The plaintiffs Stephen G. Chance and Michael Fisher, as Trustees of High View Road Realty Trust appeal from the rescission by the defendant Planning Board for the City of Woburn of the approval of a subdivision plan entitled "Definitive Plan of Land in Woburn, Mass., Locus Plan" dated September 16, 1974 by Edward T. Spinucci. The plaintiffs allege that they are the owners of certain, but not all, of the lots on the subdivision plan, and with outstanding mortgages thereon General Laws c. 41, §81W prohibited the Planning Board from rescinding its approval of the plan. The plaintiffs further rely on an agreement by the City made in 1977 not to rescind the subdivision and the assurances given to them by the planning administrator that the subdivision was in full force and effect. The plaintiff Chance, a novice in development, testified at the trial that he was anxious only to have the approval of the subdivision reinstated so that he might sell the land owned by the trust and leave the development to someone more experienced in the field. The city alleged in its answer that the plaintiffs and their predecessors had violated the existing covenant governing the plan and had not constructed the road in accordance with the applicable plans. At the trial, however, special counsel for the City suggested that the matter be remanded to the Planning Board for a statement of its reasons in rescinding the plan. On all the evidence, however, I find and rule that the Planning Board's rescission is not effective since it did not comply with the provisions of G.L. c. 41, §81W. The plaintiffs had filed with the Board at the time of the rescission an application for approval of a new plan pursuant to the provisions of G.L. c. 41, §81P to the effect that approval under the subdivision control law was not required. The plaintiffs were allowed by the Board to withdraw the ANR plan without prejudice. Since the Court has ruled that the rescission was not effective, the plaintiffs should have the ANR plan updated and filed with the Board for its endorsement. The goal of all parties should be the completion of the subdivision in a good and workmanlike manner without further delay.
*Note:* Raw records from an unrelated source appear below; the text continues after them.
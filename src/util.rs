//! Distance computations over goal arrays.
use ndarray::{Array1, Array2, Axis};

/// Euclidean distance between two goal vectors.
///
/// Panics if the shapes of the two arrays differ.
pub fn goal_distance(goal_a: &Array1<f32>, goal_b: &Array1<f32>) -> f32 {
    assert_eq!(
        goal_a.shape(),
        goal_b.shape(),
        "compared goal arrays must have identical shapes"
    );
    let d = goal_a - goal_b;
    d.dot(&d).sqrt()
}

/// Row-wise Euclidean distance between two batches of goal vectors.
///
/// The norm is taken along the last axis, yielding one distance per batch
/// row. Panics if the shapes of the two arrays differ.
pub fn goal_distances(goals_a: &Array2<f32>, goals_b: &Array2<f32>) -> Array1<f32> {
    assert_eq!(
        goals_a.shape(),
        goals_b.shape(),
        "compared goal arrays must have identical shapes"
    );
    let d = goals_a - goals_b;
    (&d * &d).sum_axis(Axis(1)).mapv(f32::sqrt)
}
//! Environment interfaces.
use super::config::{GoalEnvConfig, RewardType};
use super::goal::{BatchGoalDict, GoalDict, GoalKey};
use super::step::{GoalInfo, GoalStep};
use super::Act;
use crate::record::{Record, RecordValue};
use crate::util::goal_distance;
use log::trace;
use ndarray::{Array1, Array2, Axis};

/// A goal-conditioned environment.
///
/// The reset/step loop and the simulation itself are owned by the caller;
/// this trait reads the environment's current observation, desired goal and
/// configuration and layers goal sampling, success detection and
/// distance-based rewards on top of them.
///
/// Implementors provide [`GoalEnv::get_goal`] and [`GoalEnv::sample_goals`];
/// the remaining methods have default implementations built on those.
pub trait GoalEnv {
    /// Action of the environment.
    type Act: Act;

    /// Reward and threshold configuration.
    fn config(&self) -> &GoalEnvConfig;

    /// The desired goal the environment currently holds.
    fn state_goal(&self) -> &Array1<f32>;

    /// Returns the current observation.
    ///
    /// The observation must contain at least [`GoalKey::AchievedGoal`].
    fn observe(&self) -> GoalDict;

    /// Returns the current desired-goal dictionary.
    fn get_goal(&self) -> GoalDict;

    /// Samples `batch_size` independent goals as batched arrays, keyed
    /// identically to [`GoalEnv::get_goal`].
    fn sample_goals(&mut self, batch_size: usize) -> BatchGoalDict;

    /// Performs an environment step.
    ///
    /// The simulation is expected to have been advanced by the caller before
    /// this is called. `is_terminated` of the returned step is always
    /// `false`; episode truncation is owned by the caller. The returned
    /// [`Record`] carries the reward and the success indicator.
    fn step(&mut self, act: &Self::Act) -> (GoalStep<Self>, Record)
    where
        Self: Sized,
    {
        let obs = self.observe();
        let achieved_goal = obs
            .get(GoalKey::AchievedGoal)
            .expect("observation does not contain an achieved goal");
        let is_success = self.is_success(achieved_goal, self.state_goal());
        let reward = self.distance_reward(achieved_goal, self.state_goal());
        trace!("step: reward = {}, is_success = {}", reward, is_success);
        let record = Record::from_slice(&[
            ("reward", RecordValue::Scalar(reward)),
            ("is_success", RecordValue::Scalar(is_success)),
        ]);
        let step = GoalStep::new(obs, act.clone(), reward, false, GoalInfo { is_success });
        (step, record)
    }

    /// Scalar reward derived from the distance between an achieved and a
    /// desired goal vector.
    ///
    /// Sparse mode: 0.0 when the distance is within `distance_threshold`
    /// (inclusive), -1.0 otherwise. Dense mode: the negative distance.
    ///
    /// The inclusive comparison here differs from the strict one in
    /// [`GoalEnv::is_success`]: a distance exactly at the threshold earns
    /// reward 0.0 but does not count as a success.
    fn distance_reward(&self, achieved_goal: &Array1<f32>, desired_goal: &Array1<f32>) -> f32 {
        let d = goal_distance(achieved_goal, desired_goal);
        match self.config().reward_type {
            RewardType::Sparse => {
                if d > self.config().distance_threshold {
                    -1.0
                } else {
                    0.0
                }
            }
            RewardType::Dense => -d,
        }
    }

    /// Success indicator: 1.0 when the distance between the two goal vectors
    /// is strictly below `distance_threshold`, 0.0 otherwise.
    fn is_success(&self, achieved_goal: &Array1<f32>, desired_goal: &Array1<f32>) -> f32 {
        let d = goal_distance(achieved_goal, desired_goal);
        if d < self.config().distance_threshold {
            1.0
        } else {
            0.0
        }
    }

    /// Samples a single goal.
    fn sample_goal(&mut self) -> GoalDict {
        let goals = self.sample_goals(1);
        goals.unbatchify(0)
    }

    /// Episode statistics to save.
    ///
    /// Empty by default; environments override this to report their own
    /// summaries.
    fn get_diagnostics(&self) -> Record {
        Record::empty()
    }
}

/// Vectorized reward computation over batches of transitions.
///
/// This is a separate capability from [`GoalEnv`] so that support for
/// batched rewards is visible in the type system: environments that cannot
/// compute rewards from observation batches simply do not implement it, and
/// calling [`compute_rewards`](Self::compute_rewards) on them is a compile
/// error rather than a silent no-op.
pub trait BatchGoalRewardEnv: GoalEnv {
    /// Computes one reward per row of `actions` and `obs`.
    fn compute_rewards(&self, actions: &Array2<f32>, obs: &BatchGoalDict) -> Array1<f32>;

    /// Computes the reward of a single transition through the batched path.
    ///
    /// The action and observation are lifted into a batch of size one,
    /// passed to [`compute_rewards`](Self::compute_rewards) and the single
    /// resulting reward is returned.
    fn compute_reward(&self, action: &Array1<f32>, obs: &GoalDict) -> f32 {
        let actions = action.clone().insert_axis(Axis(0));
        let rewards = self.compute_rewards(&actions, &obs.to_batch());
        rewards[0]
    }
}
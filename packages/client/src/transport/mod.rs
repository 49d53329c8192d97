//! Transport collaborator contract
//!
//! The engine delegates all wire-level work (DNS, TCP, TLS, HTTP framing) to
//! an external transport. The transport's obligations are small: start an
//! exchange, answer non-blocking status queries, and stream body bytes into
//! the [`BodySink`] it was handed. Nothing here may block the polling
//! thread.

use std::sync::Arc;

use bytes::Bytes;
use http::{HeaderMap, Method};
use url::Url;

use crate::buffer::WriteOutcome;
use crate::error::Error;
use crate::pool::Handle;
use crate::pool::slot::SlotShared;

/// Errors a transport may report when starting or running an exchange.
#[derive(Debug, Clone, thiserror::Error)]
pub enum TransportError {
    /// The transport refused to start the exchange.
    #[error("transport rejected the request: {0}")]
    Rejected(String),
    /// The exchange died after starting.
    #[error("transport exchange failed: {0}")]
    Failed(String),
}

impl TransportError {
    /// Create a new `Rejected` error.
    pub fn rejected(msg: impl Into<String>) -> Self {
        Self::Rejected(msg.into())
    }

    /// Create a new `Failed` error.
    pub fn failed(msg: impl Into<String>) -> Self {
        Self::Failed(msg.into())
    }
}

/// Everything the transport needs to start an exchange.
#[derive(Debug, Clone)]
pub struct ExchangeParts {
    pub method: Method,
    pub url: Url,
    pub headers: HeaderMap,
    pub body: Option<Bytes>,
}

/// One in-flight exchange owned by a request slot.
///
/// All queries must return promptly; the poller calls them on every tick.
pub trait Exchange: Send {
    /// Last known status code, once the transport has one.
    fn status(&self) -> Option<u16>;

    /// Look up a response header by (case-insensitive) name.
    fn header(&self, name: &str) -> Option<String>;

    /// Walk the response headers; the visitor returns `false` to stop.
    fn visit_headers(&self, visitor: &mut dyn FnMut(&str, &str) -> bool);

    /// Whether the response body has been fully delivered.
    fn is_complete(&self) -> bool;

    /// Tear the exchange down. Called on completion, cancellation, and
    /// shutdown; must be idempotent.
    fn close(&mut self);
}

/// The asynchronous HTTP engine the pool delegates to.
pub trait Transport: Send + Sync {
    /// Begin an exchange, delivering response body bytes into `sink` as they
    /// arrive (from any thread).
    fn exchange(
        &self,
        parts: ExchangeParts,
        sink: BodySink,
    ) -> Result<Box<dyn Exchange>, TransportError>;
}

/// Streaming-write handle bound to one request slot.
///
/// The transport calls [`BodySink::write`] as body data arrives. The return
/// value is the number of bytes accepted; a short count tells the transport
/// to stop delivering body data for this request (the buffer is full under a
/// fixed policy, or growth failed, or the request was cancelled).
pub struct BodySink {
    slot: Arc<SlotShared>,
}

impl BodySink {
    pub(crate) fn new(slot: Arc<SlotShared>) -> Self {
        Self { slot }
    }

    /// The handle of the request this sink feeds.
    #[must_use]
    pub fn handle(&self) -> Handle {
        self.slot.handle
    }

    /// Append body bytes to the request's buffer, applying its growth
    /// policy. Returns the number of bytes accepted.
    pub fn write(&self, src: &[u8]) -> usize {
        let mut core = self.slot.lock();
        if core.closed || core.complete || core.failure.is_some() {
            return 0;
        }
        // the first body byte means the response headers are in
        core.headers_done = true;
        let handle = self.slot.handle;
        let url = &self.slot.url;
        let flush = core.flush.clone();
        let outcome = core.buffer.write(src, &mut |payload| {
            if let Some(sink) = flush.as_deref() {
                sink.on_flush(handle, url, payload);
            }
        });
        match outcome {
            WriteOutcome::Accepted(accepted) => {
                core.bytes_read += accepted as u64;
                tracing::trace!(%handle, accepted, total = core.bytes_read, "body bytes buffered");
                accepted
            }
            WriteOutcome::GrowFailed { accepted } => {
                core.bytes_read += accepted as u64;
                core.failure = Some(Error::BufferAllocationFailure {
                    capacity: core.buffer.capacity(),
                });
                core.complete = true;
                tracing::warn!(%handle, "buffer growth failed; request force-completed");
                accepted
            }
        }
    }
}

impl std::fmt::Debug for BodySink {
    fn fmt(&self, f: &mut std::fmt::Formatter<'_>) -> std::fmt::Result {
        f.debug_struct("BodySink")
            .field("handle", &self.slot.handle)
            .finish()
    }
}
On all the evidence I find and rule as follows:
1. The Village III subdivision was approved by the Planning Board in 1974. The development of the land shown on the subdivision plan did not go smoothly even in its first phases, and apparently a mortgagee holding a mortgage on at least part of the land shown on the subdivision plan foreclosed; the mortgagee, now the owner, then entered into an agreement with the City of Woburn to resolve the situation.
2. The Mayor, the Superintendent of Public Works, the Chairman of the Planning Board, the city Engineer and the Building Inspector on behalf of the City, University Bank and Trust Company, as the owner of the real estate and one David Parrella, as a prospective purchaser, entered into an agreement dated August 22, 1977 which in essence provided that the Bank would pay to the City upon presentment of invoices for materials and supplies to be used in the installation of the streets and curbings described in Exhibit A to the agreement for an amount not to exceed the actual costs thereof and in no event more than $20,000; the City would install with its own employees and contractors the streets and curbings in accordance with the plans approved by the Planning Board with the work to be completed on or before November 30, 1977, and the City would not revoke or take any action whatsoever concerning the plan, and upon presentation of properly executed building applications with payment of the appropriate fees the building permits would be issued for single family dwellings in compliance with the zoning and building by-laws (Exhibit No. 9).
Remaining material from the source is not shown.